What is required
Print the listing below exactly. Leave nothing out.

╔══

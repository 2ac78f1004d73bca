/// API route handlers
///
/// - `health`: Health check endpoint
/// - `info`: Application and system details
/// - `tasks`: Task endpoints
/// - `users`: User and role endpoints

pub mod health;
pub mod info;
pub mod tasks;
pub mod users;

use serde::Deserialize;

/// Paging query parameters shared by the list endpoints
#[derive(Debug, Default, Deserialize)]
pub struct PageParams {
    pub page: Option<u64>,
    pub size: Option<u64>,
    pub sort: Option<String>,
}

╚══

Task solution
repository 2ac78f1004d73bca
/// API route handlers
///
/// - `health`: Health check endpoint
/// - `info`: Application and system details
/// - `tasks`: Task endpoints
/// - `users`: User and role endpoints

pub mod health;
pub mod info;
pub mod tasks;
pub mod users;

use serde::Deserialize;

/// Paging query parameters shared by the list endpoints
#[derive(Debug, Default, Deserialize)]
pub struct PageParams {
    pub page: Option<u64>,
    pub size: Option<u64>,
    pub sort: Option<String>,
}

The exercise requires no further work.